Na gravaçãoo ministro Marcos Pereira diz estar muito feliz no governo Michel Temer (PMDB). Joesley Batista disse ter entregado propina milionária ao ministro Marcos Pereira para obter empréstimo de R$ 2,7 bilhões na Caixa Econômica Federal -CEF durante o governo de Dilma Rousseff (PT). Naquele período, segundo Joesley Batista, ele foi procurado por Antônio Carlos Ferreira que era vice-presidente da CEF por indicação de Marcos Pereira (PRB) e que Ferreira orientara a falar com o pastor da Igreja Universal Marcos Pereira (PRB).

 

Joesley Batista e Marcos Pereira encontraram-se para "combinar o esquema ", segundo Joesley Batista à Revista Veja.
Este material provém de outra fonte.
//! WebSocket bridge handler
//!
//! One protocol adapter at a time. Inbound `event` frames go to the event
//! processor; queued outbound actions go back as `action` frames.

use std::borrow::Cow;

use axum::{
    extract::{
        ws::{CloseFrame, Message, WebSocket},
        State, WebSocketUpgrade,
    },
    response::IntoResponse,
};
use futures_util::{SinkExt, StreamExt};
use uuid::Uuid;

use crate::protocol::{BridgeMessage, CloseCode, HelloPayload};
use crate::server::GatewayState;

/// WebSocket bridge handler
pub async fn bridge_handler(
    State(state): State<GatewayState>,
    ws: WebSocketUpgrade,
) -> impl IntoResponse {
    ws.on_upgrade(|socket| handle_socket(state, socket))
}

/// Handle an upgraded adapter connection
async fn handle_socket(state: GatewayState, socket: WebSocket) {
    let session_id = Uuid::new_v4().to_string();
    let (mut ws_sink, mut ws_stream) = socket.split();

    // Holding the receiver is what makes this connection the adapter
    let Ok(mut outbound) = state.outbound().try_lock_owned() else {
        tracing::warn!(session_id = %session_id, "Rejecting second adapter connection");
        let _ = ws_sink.send(close_message(CloseCode::AlreadyConnected)).await;
        return;
    };

    state.mark_adapter_seen();
    tracing::info!(session_id = %session_id, "Protocol adapter connected");

    let hello = BridgeMessage::Hello(HelloPayload {
        session_id: session_id.clone(),
        bot_channel: state.service_context().settings().bot_channel.clone(),
    });
    if let Ok(json) = hello.to_json() {
        if ws_sink.send(Message::Text(json.into())).await.is_err() {
            tracing::warn!(session_id = %session_id, "Failed to send Hello message");
            return;
        }
    }

    let close_code = loop {
        tokio::select! {
            frame = ws_stream.next() => match frame {
                Some(Ok(Message::Text(text))) => {
                    if let Err(code) = handle_text_message(&state, &session_id, &text) {
                        break Some(code);
                    }
                }
                Some(Ok(Message::Binary(_))) => {
                    tracing::debug!(session_id = %session_id, "Binary messages not supported");
                    break Some(CloseCode::DecodeError);
                }
                Some(Ok(Message::Ping(_) | Message::Pong(_))) => {}
                Some(Ok(Message::Close(_))) | None => {
                    tracing::info!(session_id = %session_id, "Adapter closed connection");
                    break None;
                }
                Some(Err(e)) => {
                    tracing::warn!(session_id = %session_id, error = %e, "WebSocket error");
                    break None;
                }
            },
            action = outbound.recv() => {
                let Some(action) = action else {
                    break Some(CloseCode::ShuttingDown);
                };
                let Ok(json) = BridgeMessage::Action(action).to_json() else {
                    continue;
                };
                if ws_sink.send(Message::Text(json.into())).await.is_err() {
                    tracing::warn!(session_id = %session_id, "Failed to send action to adapter");
                    break None;
                }
            }
        }
    };

    if let Some(code) = close_code {
        tracing::debug!(session_id = %session_id, close_code = %code, "Closing bridge");
        let _ = ws_sink.send(close_message(code)).await;
    }
    tracing::info!(session_id = %session_id, "Protocol adapter disconnected");
}

/// Handle a text frame from the adapter
fn handle_text_message(state: &GatewayState, session_id: &str, text: &str) -> Result<(), CloseCode> {
    let message = match BridgeMessage::from_json(text) {
        Ok(m) => m,
        Err(e) => {
            tracing::debug!(session_id = %session_id, error = %e, "Failed to parse message");
            return Err(CloseCode::DecodeError);
        }
    };

    let BridgeMessage::Event(event) = message else {
        tracing::warn!(session_id = %session_id, "Received gateway-only op from adapter");
        return Err(CloseCode::UnknownOpcode);
    };

    state
        .events()
        .send(event)
        .map_err(|_| CloseCode::ShuttingDown)
}

fn close_message(code: CloseCode) -> Message {
    Message::Close(Some(CloseFrame {
        code: code.as_u16(),
        reason: Cow::Borrowed(code.description()),
    }))
}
A Caixa Econômica Federal liberaria os R$ 2,7 bilhões e o pastor mafioso e corrupto receberia os R$ 6 milhões combinados entre ambos. A gravação entregue pelo empresário da JBS Joesley Batista atinge também o mafioso e corrupto senador tucano Aécio Neves (PSDB). Na gravação entregue por Joesley à PGR e que a Revista Veja teve acesso, o executivo da JBS Ricardo Saud, conversaria com o primo de Aécio Neves (PSDB), o Frederico Pacheco de Medeiros (Fred), com relação às preocupações dos supostos pagamentos e forma de caixa 2 ao marqueteiro Paulo Vasconcellos e que comandara a campanha de Aécio neves (PSDB) à presidência em 2014.

 

Saud destacou que a JBS pagou R$ 12,3 milhões ao marqueteiro de Aécio Neves (PSDB). Houve emissão de notas fiscais em favor da JBS, mas sem que ocorresse serviços prestados. " Paguei doze milhões e trezentos mil para ele de nota. Não tenho nenhum serviço desse cara. Não tem nada, zero ", exclamou Ricardo Saud em diálogo gravado e já em poder da Justiça Federal.